While we both loved our various medical teams and are grateful for their expertise, knowledge, skill, and kindness over the years – we felt something was missing. Our children were medically being cared for as best they could we were certain of that – but we fell through the cracks. We, as parents, were dying inside and needed help. We needed support. We needed to know that we were doing the best we could. We could’ve used some real-world advice about how to parent our ill child, how to keep our well children feeling as normal as possible, how to support our spouse, and how to manage the complete sadness and upheaval bestowed upon us.

We needed something we didn’t have and couldn’t find anywhere. At first, we found it in each other; trying to cheerlead and coach each other through unthinkable situations and heartbreaking results. As the years went on, we took different paths of trying to heal ourselves, our children, and forge a new life with the set of cards life dealt us. We learned a lot and want to share it with you to maybe make your journey a little bit better; to help you feel strong, to let you know it’s okay to be weak, and to realize YOU need to feel peace and take care of YOU too! 
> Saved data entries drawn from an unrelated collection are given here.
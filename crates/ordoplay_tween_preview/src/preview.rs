// SPDX-License-Identifier: MIT OR Apache-2.0
//! Headless tween preview.
//!
//! Builds a scene and its tweeners from a RON description, then ticks them on
//! a fixed-rate virtual clock and reports what happened.

use ordoplay_tween::config;
use ordoplay_tween::{
    ConfigurationError, Scene, SceneEntity, SceneObject, StepEvent, TweenRunner, TweenerConfig,
};
use serde::{Deserialize, Serialize};
use std::path::Path;

/// Built-in preview used when no file is given
pub const DEFAULT_PREVIEW: &str = include_str!("../preview.ron");

/// Error while preparing a preview
#[derive(Debug, thiserror::Error)]
pub enum PreviewError {
    /// Scene or tweener setup failed
    #[error(transparent)]
    Config(#[from] ConfigurationError),

    /// Frame rate is not a positive finite number
    #[error("Invalid frame rate: {0}")]
    InvalidFrameRate(f32),

    /// Duration is negative or not finite
    #[error("Invalid duration: {0}")]
    InvalidDuration(f32),
}

/// Preview description
#[derive(Debug, Clone, PartialEq, Serialize, Deserialize)]
pub struct PreviewConfig {
    /// Simulated frames per second
    #[serde(default = "default_frame_rate")]
    pub frame_rate: f32,
    /// Simulated seconds to run
    #[serde(default = "default_duration")]
    pub duration: f32,
    /// Scene objects
    #[serde(default)]
    pub entities: Vec<SceneEntity>,
    /// Tweeners attached to the objects
    #[serde(default)]
    pub tweeners: Vec<TweenerConfig>,
}

fn default_frame_rate() -> f32 {
    60.0
}

fn default_duration() -> f32 {
    10.0
}

impl PreviewConfig {
    /// Load a preview from a RON file
    pub fn load(path: &Path) -> Result<Self, PreviewError> {
        Ok(config::load_ron(path)?)
    }

    /// Parse a preview from RON text
    pub fn parse(source: &str) -> Result<Self, PreviewError> {
        Ok(config::from_ron_str(source)?)
    }

    /// Number of frames the preview runs for
    pub fn frame_count(&self) -> u64 {
        (self.duration * self.frame_rate).round() as u64
    }
}

/// Summary of a finished preview
#[derive(Debug, Clone, PartialEq)]
pub struct PreviewSummary {
    /// Frames ticked
    pub frames: u64,
    /// Simulated seconds
    pub elapsed: f64,
    /// Steps completed across all tweeners
    pub steps_completed: usize,
    /// Loops completed across all tweeners
    pub loops_completed: usize,
}

/// A scene with its tweeners, ready to run
pub struct Preview {
    scene: Scene,
    runner: TweenRunner,
    frame_time: f32,
    frames: u64,
}

impl Preview {
    /// Build the scene and start every tweener
    pub fn from_config(config: &PreviewConfig) -> Result<Self, PreviewError> {
        if !config.frame_rate.is_finite() || config.frame_rate <= 0.0 {
            return Err(PreviewError::InvalidFrameRate(config.frame_rate));
        }
        if !config.duration.is_finite() || config.duration < 0.0 {
            return Err(PreviewError::InvalidDuration(config.duration));
        }

        let mut scene = Scene::new();
        for entity in &config.entities {
            scene.add_entity(entity.clone());
        }

        let mut runner = TweenRunner::new();
        runner.spawn_all(&scene, &config.tweeners)?;

        Ok(Self {
            scene,
            runner,
            frame_time: 1.0 / config.frame_rate,
            frames: config.frame_count(),
        })
    }

    /// The scene being animated
    pub fn scene(&self) -> &Scene {
        &self.scene
    }

    /// The runner driving the tweeners
    pub fn runner(&self) -> &TweenRunner {
        &self.runner
    }

    /// Tick every frame and log step boundaries
    pub fn run(&mut self) -> PreviewSummary {
        let mut steps_completed = 0;
        let mut loops_completed = 0;

        for _ in 0..self.frames {
            for event in self.runner.tick(&mut self.scene, self.frame_time) {
                let name = self
                    .scene
                    .get(event.target)
                    .map_or("<removed>", |entity| entity.name());
                match event.event {
                    StepEvent::LoopCompleted => {
                        loops_completed += 1;
                        tracing::info!(
                            "[frame {}] '{}' completed loop {}",
                            self.runner.frame_count,
                            name,
                            event.loops_completed
                        );
                    }
                    StepEvent::StepCompleted => {
                        steps_completed += 1;
                        tracing::debug!("[frame {}] '{}' completed a step", self.runner.frame_count, name);
                    }
                    StepEvent::InProgress => {}
                }
            }

            for (_, entity) in self.scene.entities() {
                tracing::trace!(
                    "[frame {}] {}: position {:?} scale {:?} color {:?}",
                    self.runner.frame_count,
                    entity.name,
                    entity.transform.position.to_array(),
                    entity.transform.scale.to_array(),
                    entity.color.map(|c| c.to_array())
                );
            }
        }

        PreviewSummary {
            frames: self.runner.frame_count,
            elapsed: self.runner.elapsed_time,
            steps_completed,
            loops_completed,
        }
    }
}
// SPDX-License-Identifier: MIT OR Apache-2.0
//! `OrdoPlay` tween preview - runs tweeners headless on a virtual clock.
//!
//! Usage: `ordoplay_tween_preview [preview.ron]`
//!
//! Without an argument the built-in preview scene is used. Set `RUST_LOG` to
//! `debug` to see every step boundary, or `trace` to see every frame.

mod preview;

use preview::{Preview, PreviewConfig, PreviewError, DEFAULT_PREVIEW};
use std::path::PathBuf;
use tracing_subscriber::layer::SubscriberExt;
use tracing_subscriber::util::SubscriberInitExt;

fn main() {
    let env_filter = tracing_subscriber::EnvFilter::try_from_default_env()
        .unwrap_or_else(|_| tracing_subscriber::EnvFilter::new("info"));

    tracing_subscriber::registry()
        .with(env_filter)
        .with(tracing_subscriber::fmt::layer())
        .init();

    tracing::info!("Starting OrdoPlay tween preview v{}", env!("CARGO_PKG_VERSION"));

    if let Err(e) = run(std::env::args().nth(1).map(PathBuf::from)) {
        tracing::error!("Preview failed: {e}");
        std::process::exit(1);
    }
}

fn run(path: Option<PathBuf>) -> Result<(), PreviewError> {
    let config = match &path {
        Some(path) => {
            tracing::info!("Loading preview from {:?}", path);
            PreviewConfig::load(path)?
        }
        None => PreviewConfig::parse(DEFAULT_PREVIEW)?,
    };

    let mut preview = Preview::from_config(&config)?;
    tracing::info!(
        "Running {} tweeners on {} entities for {} frames at {} fps",
        preview.runner().len(),
        preview.scene().len(),
        config.frame_count(),
        config.frame_rate
    );

    let summary = preview.run();
    tracing::info!(
        "Finished {} frames ({:.2}s): {} steps, {} loops",
        summary.frames,
        summary.elapsed,
        summary.steps_completed,
        summary.loops_completed
    );

    for (_, tweener) in preview.runner().iter() {
        let name = preview
            .scene()
            .get(tweener.target)
            .map_or("<removed>", |entity| entity.name.as_str());
        tracing::info!(
            "'{}' {}: {} loops completed",
            name,
            tweener.property(),
            tweener.tweener().loops_completed()
        );
    }

    Ok(())
}
// SPDX-License-Identifier: MIT OR Apache-2.0
//! Per-frame driver for all tweeners in a scene.
//!
//! The host calls [`TweenRunner::tick`] once per rendered frame. Every tweener
//! is advanced exactly once, in the order it was added. A paused tweener only
//! skips its own emission; the others keep running. A tweener whose target
//! object has left the scene is torn down on the next tick.

use crate::adapter::PropertyTweener;
use crate::binding::{EntityId, PropertyKind, SceneGraph};
use crate::config::TweenerConfig;
use crate::error::ConfigurationError;
use crate::sequencer::StepEvent;
use indexmap::IndexMap;
use serde::{Deserialize, Serialize};
use uuid::Uuid;

/// Unique identifier for a scheduled tweener
#[derive(Debug, Clone, Copy, PartialEq, Eq, Hash, Serialize, Deserialize)]
pub struct TweenerId(pub Uuid);

impl TweenerId {
    /// Create a new random tweener ID
    pub fn new() -> Self {
        Self(Uuid::new_v4())
    }
}

impl Default for TweenerId {
    fn default() -> Self {
        Self::new()
    }
}

/// Step boundary reported by the runner
#[derive(Debug, Clone, Copy, PartialEq, Eq)]
pub struct TweenEvent {
    /// Tweener that reached the boundary
    pub tweener: TweenerId,
    /// Object being animated
    pub target: EntityId,
    /// Step or loop completion
    pub event: StepEvent,
    /// Loops completed after this event
    pub loops_completed: u64,
}

/// A tweener bound to its target object
pub struct ScheduledTweener {
    /// Object being animated
    pub target: EntityId,
    tweener: Box<dyn PropertyTweener>,
}

impl ScheduledTweener {
    /// Animated property
    pub fn property(&self) -> PropertyKind {
        self.tweener.property()
    }

    /// The tweener itself
    pub fn tweener(&self) -> &dyn PropertyTweener {
        self.tweener.as_ref()
    }
}

/// Drives every tweener once per frame
#[derive(Default)]
pub struct TweenRunner {
    tweeners: IndexMap<TweenerId, ScheduledTweener>,
    /// Frames ticked so far
    pub frame_count: u64,
    /// Simulated seconds ticked so far
    pub elapsed_time: f64,
}

impl TweenRunner {
    /// Create an empty runner
    pub fn new() -> Self {
        Self::default()
    }

    /// Schedule a started tweener against `target`
    pub fn add(&mut self, target: EntityId, tweener: Box<dyn PropertyTweener>) -> TweenerId {
        let id = TweenerId::new();
        self.tweeners.insert(id, ScheduledTweener { target, tweener });
        id
    }

    /// Build a tweener from config, reading its initial value from the scene
    pub fn spawn(
        &mut self,
        scene: &dyn SceneGraph,
        config: &TweenerConfig,
    ) -> Result<TweenerId, ConfigurationError> {
        let target = scene
            .find(&config.target)
            .ok_or_else(|| ConfigurationError::EntityNotFound(config.target.clone()))?;
        let object = scene
            .object(target)
            .ok_or_else(|| ConfigurationError::EntityNotFound(config.target.clone()))?;

        let tweener = config.property.build(object, config.timing)?;
        let id = self.add(target, tweener);
        tracing::info!(
            "Spawned {} tweener on '{}' (step {}s, pause {}s)",
            config.property.kind(),
            config.target,
            config.timing.step_duration,
            config.timing.pause_between_loops
        );
        Ok(id)
    }

    /// Spawn every config, stopping at the first failure
    pub fn spawn_all<'a>(
        &mut self,
        scene: &dyn SceneGraph,
        configs: impl IntoIterator<Item = &'a TweenerConfig>,
    ) -> Result<Vec<TweenerId>, ConfigurationError> {
        configs
            .into_iter()
            .map(|config| self.spawn(scene, config))
            .collect()
    }

    /// Remove a tweener
    pub fn remove(&mut self, id: TweenerId) -> Option<ScheduledTweener> {
        self.tweeners.shift_remove(&id)
    }

    /// Get a tweener
    pub fn get(&self, id: TweenerId) -> Option<&ScheduledTweener> {
        self.tweeners.get(&id)
    }

    /// Iterate over tweeners in scheduling order
    pub fn iter(&self) -> impl Iterator<Item = (TweenerId, &ScheduledTweener)> {
        self.tweeners.iter().map(|(id, t)| (*id, t))
    }

    /// Number of scheduled tweeners
    pub fn len(&self) -> usize {
        self.tweeners.len()
    }

    /// Whether nothing is scheduled
    pub fn is_empty(&self) -> bool {
        self.tweeners.is_empty()
    }

    /// Advance every tweener by `delta_time` and collect step boundaries
    pub fn tick(&mut self, scene: &mut dyn SceneGraph, delta_time: f32) -> Vec<TweenEvent> {
        let mut events = Vec::new();
        let mut orphaned = Vec::new();

        for (id, scheduled) in &mut self.tweeners {
            let Some(object) = scene.object_mut(scheduled.target) else {
                orphaned.push(*id);
                continue;
            };

            match scheduled.tweener.tick(object, delta_time) {
                Some(StepEvent::InProgress) | None => {}
                Some(event) => {
                    let loops_completed = scheduled.tweener.loops_completed();
                    tracing::debug!(
                        "{:?} on {} tweener {:?} (loops: {})",
                        event,
                        scheduled.property(),
                        id,
                        loops_completed
                    );
                    events.push(TweenEvent {
                        tweener: *id,
                        target: scheduled.target,
                        event,
                        loops_completed,
                    });
                }
            }
        }

        for id in orphaned {
            self.tweeners.shift_remove(&id);
            tracing::warn!("Dropped tweener {:?}: target no longer in scene", id);
        }

        self.frame_count += 1;
        self.elapsed_time += f64::from(delta_time.max(0.0));
        events
    }
}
Olivia and Pierce at fundraiser-walk for Epilepsy Foundation of Florida

In writing our book, Parent's Hope, it brought out tremendous emotion for each of us. We began reliving heartbreaking days, questioning past decisions, unearthing feelings we thought we had buried…. we dug in anyway. We wanted you to know that how you may be feeling is likely very normal, we want you to believe that you CAN lead yourself and your family through uncertain times and still live to smile, laugh, and talk about it. Life may be challenging and a wild ride you never expected or thought you could handle…… but we are living proof that you can and you will!
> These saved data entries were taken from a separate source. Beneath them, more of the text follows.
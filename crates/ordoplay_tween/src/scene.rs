// SPDX-License-Identifier: MIT OR Apache-2.0
//! In-memory scene implementing the binding traits.
//!
//! Used by the headless preview and by tests. A real engine integration
//! implements [`SceneObject`] and [`SceneGraph`] on its own types instead.

use crate::binding::{EntityId, SceneGraph, SceneObject};
use crate::lerp::{Color, Vec3};
use indexmap::IndexMap;
use serde::{Deserialize, Serialize};

/// Transform component data
#[derive(Debug, Clone, Copy, PartialEq, Serialize, Deserialize)]
#[serde(default)]
pub struct Transform {
    /// Position (x, y, z)
    pub position: Vec3,
    /// Scale
    pub scale: Vec3,
}

impl Default for Transform {
    fn default() -> Self {
        Self {
            position: Vec3::ZERO,
            scale: Vec3::ONE,
        }
    }
}

/// Entity data stored in the scene
#[derive(Debug, Clone, PartialEq, Serialize, Deserialize)]
pub struct SceneEntity {
    /// Entity name
    pub name: String,
    /// Transform component
    #[serde(default)]
    pub transform: Transform,
    /// Renderer color, `None` without a renderer
    #[serde(default)]
    pub color: Option<Color>,
}

impl SceneEntity {
    /// Create a new entity with the given name and no renderer
    pub fn new(name: impl Into<String>) -> Self {
        Self {
            name: name.into(),
            transform: Transform::default(),
            color: None,
        }
    }

    /// Set the position
    pub fn with_position(mut self, position: Vec3) -> Self {
        self.transform.position = position;
        self
    }

    /// Set the scale
    pub fn with_scale(mut self, scale: Vec3) -> Self {
        self.transform.scale = scale;
        self
    }

    /// Attach a renderer with the given color
    pub fn with_color(mut self, color: Color) -> Self {
        self.color = Some(color);
        self
    }
}

impl SceneObject for SceneEntity {
    fn name(&self) -> &str {
        &self.name
    }

    fn color(&self) -> Option<Color> {
        self.color
    }

    fn set_color(&mut self, color: Color) {
        if let Some(current) = self.color.as_mut() {
            *current = color;
        }
    }

    fn position(&self) -> Vec3 {
        self.transform.position
    }

    fn set_position(&mut self, position: Vec3) {
        self.transform.position = position;
    }

    fn scale(&self) -> Vec3 {
        self.transform.scale
    }

    fn set_scale(&mut self, scale: Vec3) {
        self.transform.scale = scale;
    }
}

/// Scene containing all entities
#[derive(Debug, Clone, Default)]
pub struct Scene {
    entities: IndexMap<EntityId, SceneEntity>,
}

impl Scene {
    /// Create a new empty scene
    pub fn new() -> Self {
        Self::default()
    }

    /// Add an entity to the scene
    pub fn add_entity(&mut self, entity: SceneEntity) -> EntityId {
        let id = EntityId::new();
        self.entities.insert(id, entity);
        id
    }

    /// Get an entity by ID
    pub fn get(&self, id: EntityId) -> Option<&SceneEntity> {
        self.entities.get(&id)
    }

    /// Get a mutable entity by ID
    pub fn get_mut(&mut self, id: EntityId) -> Option<&mut SceneEntity> {
        self.entities.get_mut(&id)
    }

    /// Remove an entity from the scene
    pub fn remove(&mut self, id: EntityId) -> Option<SceneEntity> {
        self.entities.shift_remove(&id)
    }

    /// Iterate over entities in insertion order
    pub fn entities(&self) -> impl Iterator<Item = (EntityId, &SceneEntity)> {
        self.entities.iter().map(|(id, entity)| (*id, entity))
    }

    /// Number of entities
    pub fn len(&self) -> usize {
        self.entities.len()
    }

    /// Whether the scene has no entities
    pub fn is_empty(&self) -> bool {
        self.entities.is_empty()
    }
}

impl SceneGraph for Scene {
    fn object(&self, id: EntityId) -> Option<&dyn SceneObject> {
        self.entities.get(&id).map(|e| e as &dyn SceneObject)
    }

    fn object_mut(&mut self, id: EntityId) -> Option<&mut dyn SceneObject> {
        self.entities.get_mut(&id).map(|e| e as &mut dyn SceneObject)
    }

    fn find(&self, name: &str) -> Option<EntityId> {
        self.entities
            .iter()
            .find(|(_, entity)| entity.name == name)
            .map(|(id, _)| *id)
    }
}
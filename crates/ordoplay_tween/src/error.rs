// SPDX-License-Identifier: MIT OR Apache-2.0
//! Setup errors for tweeners.

use crate::binding::PropertyKind;

/// Error raised while setting up a tweener.
///
/// Every variant is fatal: a tweener that fails to start never ticks.
#[derive(Debug, thiserror::Error)]
pub enum ConfigurationError {
    /// The step list has no values
    #[error("Step sequence is empty")]
    EmptySteps,

    /// Step duration is negative or not finite
    #[error("Invalid step duration: {0}")]
    InvalidStepDuration(f32),

    /// Pause between loops is negative or not finite
    #[error("Invalid pause between loops: {0}")]
    InvalidPause(f32),

    /// Ping-pong scale multiplier is not finite
    #[error("Invalid scale multiplier: {0}")]
    InvalidScaleMultiplier(f32),

    /// The target object does not expose the animated property
    #[error("Object '{object}' has no {property} property")]
    MissingProperty {
        /// Name of the scene object
        object: String,
        /// Property the tweener needs
        property: PropertyKind,
    },

    /// No scene object matches the configured target
    #[error("Entity not found: {0}")]
    EntityNotFound(String),

    /// Config file could not be read
    #[error("IO error: {0}")]
    Io(#[from] std::io::Error),

    /// Config file is not valid RON
    #[error("Parse error: {0}")]
    Parse(#[from] ron::error::SpannedError),
}
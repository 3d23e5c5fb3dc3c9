// SPDX-License-Identifier: MIT OR Apache-2.0
//! Step tweening for OrdoPlay scene objects.
//!
//! This crate animates visual properties frame by frame:
//! - Renderer color through a list of color steps
//! - Position through a list of position steps
//! - Scale ping-pong around the object's own scale
//!
//! ## Architecture
//!
//! The tweening is built on:
//! - A generic looping step sequencer with linear interpolation
//! - Value providers and sinks binding a sequencer to one property
//! - A per-frame runner ticking every tweener in a scene
//! - RON configuration for tweeners

pub mod adapter;
pub mod binding;
pub mod config;
pub mod error;
pub mod lerp;
pub mod runner;
pub mod scene;
pub mod sequencer;

pub use adapter::{ColorSteps, PingPongScale, PositionSteps, PropertyTweener, Tweener};
pub use binding::{EntityId, PropertyKind, SceneGraph, SceneObject, Sink, ValueProvider};
pub use config::{PropertyConfig, TweenerConfig};
pub use error::ConfigurationError;
pub use lerp::{Color, Interpolable, Vec3};
pub use runner::{ScheduledTweener, TweenEvent, TweenRunner, TweenerId};
pub use scene::{Scene, SceneEntity, Transform};
pub use sequencer::{SequencerPhase, Step, StepEvent, StepSequencer, StepTiming};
Through our children's journey, we had to learn to live, lead, and recover from the ongoing crisis that we were living. It’s actually an ongoing crisis that still continues today; every day in one fashion or another. There is a common thread that runs through both of us and all the Power Parents we have talked to and interviewed over the years. Over and over, these are the messages that have kept shining through:

  • We created a new normal for ourselves and our families.
  • We recreated who we were and how we looked at the world.
  • We redefined relationships and our outlook for the future.
  • We shaped our other children to understand things they wouldn't have known otherwise.
  • We developed skills that seemed unattainable in our former lives.
  • We have learned from meeting and knowing people stronger and wiser than ourselves.
  • We have challenged ourselves way beyond our usual comfort zones.
  • We have become stronger leaders while allowing ourselves to be weaker than we like to admit.
  • We are often scared shitless that something is going to get worse.
  • But, through it all, we persevere. And you can too!